BANCHE. Agenzie di rating, Sen. Elio Lannutti (Idv): “Rafforzare le normative”

Da diversi giorni non tira aria buona per le agenzie di rating. Su Standard & Poor’s e Moody’s si abbatte lo stop della Consob che ha rinviato per ora la registrazione a livello europeo, invitando le due agenzie ad adeguare le proprie procedure, al momento "non idonee" alla nuova ‘patente’ Ue. Nei mesi scorsi le due agenzie sono state coinvolte nell’inchiesta avviata dalla Procura di Trani con varie ipotesi di reato legate, nel caso di Moody’s, alle modalità con cui ha annunciato in maggio il taglio dell’outlook di 16 banche italiane e, nel caso di S&P, ai giudizi sulla manovra finanziaria.

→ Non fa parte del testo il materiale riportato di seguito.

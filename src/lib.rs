//! # Introduction
//!
//! `c51front` is the front end of a compiler for an 8051-microcontroller C
//! dialect (C51). It consumes a token stream and builds an abstract syntax
//! tree, recognizing the standard C constructs plus the microcontroller
//! extensions: `sbit` and `sfr` register declarations and the
//! `interrupt N` function attribute.
//!
//! ## Parsing pipeline
//!
//! ```text
//! Source → Lexer → Tokens → Parser → AST (+ Diagnostics)
//! ```
//!
//! 1. [`lexer`] — tokenises C51 source; optional, since [`Parser`] accepts
//!    any token stream with the [`token::Token`] shape.
//! 2. [`parse`] — recursive descent with iterative precedence climbing for
//!    binary operators; declarations, statements, and expressions each live
//!    in their own `impl Parser` module.
//! 3. [`ast`] — the tagged node variants the parsers produce.
//! 4. [`diagnostics`] — the error taxonomy and reporting seam. Syntax
//!    errors are recovered panic-mode style: the offending region becomes
//!    an [`ast::AstNode::Error`] node and parsing resumes at the next
//!    statement boundary, so one pass reports every error.
//! 5. [`printer`] — canonical re-serialization of an AST back to source.
//!
//! Scope resolution, semantic analysis, and code generation are downstream
//! concerns; the parser only consults an optional [`symbols::SymbolLookup`]
//! collaborator to note undeclared identifiers.

pub mod ast;
pub mod cursor;
pub mod diagnostics;
pub mod lexer;
pub mod parse;
pub mod printer;
pub mod symbols;
pub mod token;

mod declarations;
mod expressions;
mod recovery;
mod statements;

pub use ast::{AstNode, Program};
pub use diagnostics::{Diagnostic, ErrorKind, ParseFailure};
pub use parse::Parser;
pub use token::{Token, TokenKind};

E il Senatore Elio Lannutti, capogruppo dell’Italia dei Valori oggi in commissione Finanze ha dichiarato: "La politica e i governi sovrani non possono continuare a subire i ricatti delle banche d’affari, dei fondi speculativi e delle agenzie di rating, ma devono promuovere regole stringenti entro cui i mercati devono necessariamente muoversi". "Grazie all’inchiesta condotta dalla procura di Trani, la Consob è stata costretta a mettere ‘in mora’ Standard & Poor’s in quanto sprovvista dei requisiti di affidabilità e di indipendenza che un’agenzia di rating deve avere. Un segnale importante, ora è necessario che i governi si riapproprino del ruolo che gli compete e rafforzino le normative sulle agenzie di rating, altrimenti – conclude Lannutti – cadranno tutti come tigri di carta sotto il fuoco incrociato degli speculatori".